* [EXERCISE OBJECTIVE] Please reproduce the data below exactly, from the first line to the last.

* [EXTRACTED INFORMATION]

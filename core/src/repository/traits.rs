use crate::model::goal::Goal;
use crate::model::record::StudyRecord;
use anyhow::Result;

pub trait RecordRepository {
    fn append(&self, record: StudyRecord) -> Result<()>;
    fn list(&self) -> Result<Vec<StudyRecord>>;
    /// Removes the record at `position` as currently listed. Out of range is a no-op
    /// and returns `None`.
    fn delete_at(&self, position: usize) -> Result<Option<StudyRecord>>;
}

pub trait GoalRepository {
    fn set(&self, goal: &Goal) -> Result<()>;
    fn get(&self) -> Result<Option<Goal>>;
}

* [ANSWER BOX]
filename core/src/repository/traits.rs
use crate::model::goal::Goal;
use crate::model::record::StudyRecord;
use anyhow::Result;

pub trait RecordRepository {
    fn append(&self, record: StudyRecord) -> Result<()>;
    fn list(&self) -> Result<Vec<StudyRecord>>;
    /// Removes the record at `position` as currently listed. Out of range is a no-op
    /// and returns `None`.
    fn delete_at(&self, position: usize) -> Result<Option<StudyRecord>>;
}

pub trait GoalRepository {
    fn set(&self, goal: &Goal) -> Result<()>;
    fn get(&self) -> Result<Option<Goal>>;
}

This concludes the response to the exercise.